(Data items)
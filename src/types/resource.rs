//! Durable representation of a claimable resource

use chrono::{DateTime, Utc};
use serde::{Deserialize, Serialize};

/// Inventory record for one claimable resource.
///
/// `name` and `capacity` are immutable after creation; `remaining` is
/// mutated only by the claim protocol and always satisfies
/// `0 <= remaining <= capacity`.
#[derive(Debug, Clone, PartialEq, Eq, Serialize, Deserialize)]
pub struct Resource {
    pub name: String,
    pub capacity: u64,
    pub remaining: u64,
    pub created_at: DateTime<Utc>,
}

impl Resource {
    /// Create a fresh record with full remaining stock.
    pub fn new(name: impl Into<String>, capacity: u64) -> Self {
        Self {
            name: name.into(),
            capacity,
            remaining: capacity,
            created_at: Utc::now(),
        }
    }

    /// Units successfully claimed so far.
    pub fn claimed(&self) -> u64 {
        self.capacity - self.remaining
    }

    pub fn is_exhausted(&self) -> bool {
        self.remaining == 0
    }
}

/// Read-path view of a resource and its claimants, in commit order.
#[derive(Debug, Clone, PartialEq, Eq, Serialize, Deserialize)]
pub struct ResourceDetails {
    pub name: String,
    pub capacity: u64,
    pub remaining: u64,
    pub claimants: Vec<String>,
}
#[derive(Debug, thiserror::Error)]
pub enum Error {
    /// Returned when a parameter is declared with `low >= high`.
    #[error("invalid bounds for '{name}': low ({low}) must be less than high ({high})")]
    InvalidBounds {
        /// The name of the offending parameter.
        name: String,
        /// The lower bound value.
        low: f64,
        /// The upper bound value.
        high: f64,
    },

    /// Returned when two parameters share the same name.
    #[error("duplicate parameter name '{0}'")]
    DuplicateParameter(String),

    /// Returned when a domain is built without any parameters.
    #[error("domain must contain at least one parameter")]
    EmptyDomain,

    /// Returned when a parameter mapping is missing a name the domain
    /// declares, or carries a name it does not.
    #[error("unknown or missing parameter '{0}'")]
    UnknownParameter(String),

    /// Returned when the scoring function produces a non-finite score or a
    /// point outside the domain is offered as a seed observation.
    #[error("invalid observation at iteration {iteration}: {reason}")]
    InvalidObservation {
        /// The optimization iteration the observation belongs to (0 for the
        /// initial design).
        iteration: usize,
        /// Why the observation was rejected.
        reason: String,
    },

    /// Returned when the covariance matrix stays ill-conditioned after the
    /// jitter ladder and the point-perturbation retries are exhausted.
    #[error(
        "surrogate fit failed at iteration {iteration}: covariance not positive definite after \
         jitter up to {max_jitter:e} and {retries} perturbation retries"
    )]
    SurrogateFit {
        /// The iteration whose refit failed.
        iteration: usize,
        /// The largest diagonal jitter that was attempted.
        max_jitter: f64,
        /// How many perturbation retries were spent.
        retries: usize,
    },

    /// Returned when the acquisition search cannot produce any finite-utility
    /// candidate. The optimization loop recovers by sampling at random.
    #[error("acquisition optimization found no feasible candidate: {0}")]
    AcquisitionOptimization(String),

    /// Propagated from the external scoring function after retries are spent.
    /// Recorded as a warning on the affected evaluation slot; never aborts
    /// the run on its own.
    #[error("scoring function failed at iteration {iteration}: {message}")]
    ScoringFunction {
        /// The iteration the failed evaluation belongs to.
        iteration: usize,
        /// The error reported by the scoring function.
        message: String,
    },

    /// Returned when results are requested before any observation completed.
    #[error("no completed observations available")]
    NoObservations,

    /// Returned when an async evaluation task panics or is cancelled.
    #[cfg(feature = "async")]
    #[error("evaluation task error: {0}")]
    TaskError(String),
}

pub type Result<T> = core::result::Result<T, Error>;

==

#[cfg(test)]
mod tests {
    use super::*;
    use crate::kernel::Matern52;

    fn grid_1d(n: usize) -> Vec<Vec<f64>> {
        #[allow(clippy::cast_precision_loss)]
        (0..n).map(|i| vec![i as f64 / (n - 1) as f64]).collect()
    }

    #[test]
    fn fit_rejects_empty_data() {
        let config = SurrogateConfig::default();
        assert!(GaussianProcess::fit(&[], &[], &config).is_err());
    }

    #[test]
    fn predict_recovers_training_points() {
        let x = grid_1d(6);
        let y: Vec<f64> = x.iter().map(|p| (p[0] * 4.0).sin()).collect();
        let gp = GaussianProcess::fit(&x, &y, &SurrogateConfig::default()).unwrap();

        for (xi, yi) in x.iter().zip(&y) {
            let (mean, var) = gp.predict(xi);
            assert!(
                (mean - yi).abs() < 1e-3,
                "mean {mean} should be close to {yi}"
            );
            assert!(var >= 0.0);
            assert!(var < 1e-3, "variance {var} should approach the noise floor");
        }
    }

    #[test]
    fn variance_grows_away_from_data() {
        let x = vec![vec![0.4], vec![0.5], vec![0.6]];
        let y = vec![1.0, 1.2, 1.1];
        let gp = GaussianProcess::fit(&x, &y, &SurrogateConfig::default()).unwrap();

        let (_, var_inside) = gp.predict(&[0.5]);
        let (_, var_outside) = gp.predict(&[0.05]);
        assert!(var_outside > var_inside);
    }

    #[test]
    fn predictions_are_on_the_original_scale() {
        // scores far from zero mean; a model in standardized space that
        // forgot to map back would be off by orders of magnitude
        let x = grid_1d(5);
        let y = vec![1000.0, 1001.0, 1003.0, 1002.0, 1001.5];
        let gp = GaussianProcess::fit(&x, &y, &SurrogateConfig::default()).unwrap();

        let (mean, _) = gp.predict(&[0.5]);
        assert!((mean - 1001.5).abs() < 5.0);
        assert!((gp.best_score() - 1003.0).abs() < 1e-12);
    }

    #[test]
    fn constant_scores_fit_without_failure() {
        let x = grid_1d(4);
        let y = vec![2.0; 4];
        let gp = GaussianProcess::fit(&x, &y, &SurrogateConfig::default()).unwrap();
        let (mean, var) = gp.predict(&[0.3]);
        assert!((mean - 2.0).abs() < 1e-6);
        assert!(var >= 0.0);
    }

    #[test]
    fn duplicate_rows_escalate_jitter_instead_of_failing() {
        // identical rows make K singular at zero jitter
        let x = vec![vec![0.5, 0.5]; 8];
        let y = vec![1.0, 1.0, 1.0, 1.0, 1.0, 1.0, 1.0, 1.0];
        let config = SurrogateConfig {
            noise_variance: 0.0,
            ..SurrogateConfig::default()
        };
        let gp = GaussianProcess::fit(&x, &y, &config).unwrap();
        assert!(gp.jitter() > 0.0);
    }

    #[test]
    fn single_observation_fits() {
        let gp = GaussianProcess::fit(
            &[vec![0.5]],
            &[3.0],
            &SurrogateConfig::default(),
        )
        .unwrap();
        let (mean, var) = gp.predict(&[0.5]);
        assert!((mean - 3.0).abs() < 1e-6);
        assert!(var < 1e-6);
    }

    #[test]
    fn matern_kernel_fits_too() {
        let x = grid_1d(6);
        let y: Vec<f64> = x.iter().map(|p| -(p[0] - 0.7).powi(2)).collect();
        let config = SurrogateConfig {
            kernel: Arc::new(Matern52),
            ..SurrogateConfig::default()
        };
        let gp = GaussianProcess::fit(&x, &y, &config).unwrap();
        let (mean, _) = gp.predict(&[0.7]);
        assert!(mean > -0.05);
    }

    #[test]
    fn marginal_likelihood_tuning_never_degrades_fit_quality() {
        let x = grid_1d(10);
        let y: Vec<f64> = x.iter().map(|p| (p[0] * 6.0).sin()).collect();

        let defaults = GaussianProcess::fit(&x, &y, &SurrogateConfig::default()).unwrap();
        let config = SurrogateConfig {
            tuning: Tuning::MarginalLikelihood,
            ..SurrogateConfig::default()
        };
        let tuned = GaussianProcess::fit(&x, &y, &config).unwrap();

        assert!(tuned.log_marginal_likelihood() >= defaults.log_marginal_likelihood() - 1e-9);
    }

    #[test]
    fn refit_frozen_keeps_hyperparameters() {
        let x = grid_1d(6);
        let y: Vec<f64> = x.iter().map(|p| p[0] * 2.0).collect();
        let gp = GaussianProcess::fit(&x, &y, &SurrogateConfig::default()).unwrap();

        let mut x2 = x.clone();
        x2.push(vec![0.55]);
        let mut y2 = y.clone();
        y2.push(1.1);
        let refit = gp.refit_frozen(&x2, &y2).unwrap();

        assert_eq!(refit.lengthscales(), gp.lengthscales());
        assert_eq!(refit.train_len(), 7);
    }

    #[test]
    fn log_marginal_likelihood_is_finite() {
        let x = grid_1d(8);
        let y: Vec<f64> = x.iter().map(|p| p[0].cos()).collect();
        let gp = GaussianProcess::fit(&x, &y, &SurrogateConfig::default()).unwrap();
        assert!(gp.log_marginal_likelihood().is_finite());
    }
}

▶ [What the task requires]: Where a line of the entries holds the string "covariance", include it in the count, and give only the final number.

▶ [Solution below]: 2